>>>

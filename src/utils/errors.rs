//! Sistema de manejo de errores
//!
//! Este módulo define todos los tipos de errores del sistema
//! y su conversión a respuestas HTTP apropiadas.

use axum::{
    http::StatusCode,
    response::{IntoResponse, Response},
    Json,
};
use thiserror::Error;

/// Errores principales de la aplicación
#[derive(Error, Debug)]
pub enum AppError {
    #[error("Database error: {0}")]
    Database(#[from] sqlx::Error),

    #[error("IO error: {0}")]
    Io(#[from] std::io::Error),

    #[error("Bad request: {0}")]
    BadRequest(String),

    #[error("Not found: {0}")]
    NotFound(String),

    #[error("Conflict: {0}")]
    Conflict(String),

    #[error("Internal server error: {0}")]
    Internal(String),
}

/// Respuesta de error para la API
///
/// El cliente móvil sólo lee la llave `error`.
#[derive(Debug, serde::Serialize)]
struct ErrorResponse {
    error: String,
}

impl IntoResponse for AppError {
    fn into_response(self) -> Response {
        let (status, mensaje) = match self {
            AppError::Database(e) => {
                tracing::error!("❌ Error de base de datos: {}", e);
                (
                    StatusCode::INTERNAL_SERVER_ERROR,
                    "Error interno del servidor".to_string(),
                )
            }

            AppError::Io(e) => {
                tracing::error!("❌ Error de E/S: {}", e);
                (
                    StatusCode::INTERNAL_SERVER_ERROR,
                    "Error interno del servidor".to_string(),
                )
            }

            AppError::Internal(msg) => {
                tracing::error!("❌ Error interno: {}", msg);
                (
                    StatusCode::INTERNAL_SERVER_ERROR,
                    "Error interno del servidor".to_string(),
                )
            }

            AppError::BadRequest(msg) => (StatusCode::BAD_REQUEST, msg),

            AppError::NotFound(msg) => (StatusCode::NOT_FOUND, msg),

            AppError::Conflict(msg) => (StatusCode::CONFLICT, msg),
        };

        (status, Json(ErrorResponse { error: mensaje })).into_response()
    }
}

/// Resultado tipado para operaciones que pueden fallar
pub type AppResult<T> = Result<T, AppError>;

/// Detecta violaciones de índice único reportadas por SQLite
pub fn is_unique_violation(err: &sqlx::Error) -> bool {
    match err {
        sqlx::Error::Database(db_err) => db_err.message().contains("UNIQUE constraint failed"),
        _ => false,
    }
}

#[cfg(test)]
mod tests {
    use super::*;

    #[test]
    fn bad_request_responde_400() {
        let res = AppError::BadRequest("Faltan datos obligatorios".to_string()).into_response();
        assert_eq!(res.status(), StatusCode::BAD_REQUEST);
    }

    #[test]
    fn not_found_responde_404() {
        let res = AppError::NotFound("Carro no encontrado".to_string()).into_response();
        assert_eq!(res.status(), StatusCode::NOT_FOUND);
    }

    #[test]
    fn conflict_responde_409() {
        let res = AppError::Conflict("El carro no está disponible".to_string()).into_response();
        assert_eq!(res.status(), StatusCode::CONFLICT);
    }

    #[test]
    fn error_interno_responde_500() {
        let res = AppError::Internal("detalle oculto".to_string()).into_response();
        assert_eq!(res.status(), StatusCode::INTERNAL_SERVER_ERROR);
    }

    #[test]
    fn sqlx_row_not_found_no_es_violacion_unica() {
        assert!(!is_unique_violation(&sqlx::Error::RowNotFound));
    }
}
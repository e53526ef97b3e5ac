//! Modelo de Carro
//!
//! Este módulo contiene el struct Carro tal como lo consume el cliente móvil.
//! Mapea exactamente a la tabla carros con primary key 'id'.

use serde::{Deserialize, Serialize};
use sqlx::{FromRow, Type};

/// Estado de disponibilidad del carro
///
/// El conjunto es cerrado: un carro nace `Disponible` y sólo la
/// creación de una renta lo pasa a `Rentado`.
#[derive(Debug, Clone, Copy, Serialize, Deserialize, Type, PartialEq, Eq)]
pub enum EstadoCarro {
    Disponible,
    Rentado,
}

/// Carro principal - mapea exactamente a la tabla carros
///
/// En el API el identificador se expone como `_id`, la llave que el
/// cliente móvil usa para armar sus listas.
#[derive(Debug, Clone, Serialize, Deserialize, FromRow)]
pub struct Carro {
    #[serde(rename = "_id")]
    pub id: String,
    pub matricula: String,
    pub marca: String,
    pub modelo: String,
    #[serde(skip_serializing_if = "Option::is_none")]
    pub color: Option<String>,
    #[serde(skip_serializing_if = "Option::is_none")]
    pub precio: Option<String>,
    #[serde(skip_serializing_if = "Option::is_none")]
    pub descripcion: Option<String>,
    pub estado: EstadoCarro,
    #[serde(skip_serializing_if = "Option::is_none")]
    pub imagen: Option<String>,
}
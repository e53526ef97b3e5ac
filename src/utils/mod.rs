//! Utilidades del sistema
//!
//! Este módulo contiene el manejo de errores compartido por todo el API.

pub mod errors;

pub use errors::{AppError, AppResult};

<<<

HOW TO COMPLETE THIS TASK:
If a line contains the string "ErrorResponse", include it in the tally; report the final tally for the whole listing and nothing else.

REPLY TO THE EXERCISE:
2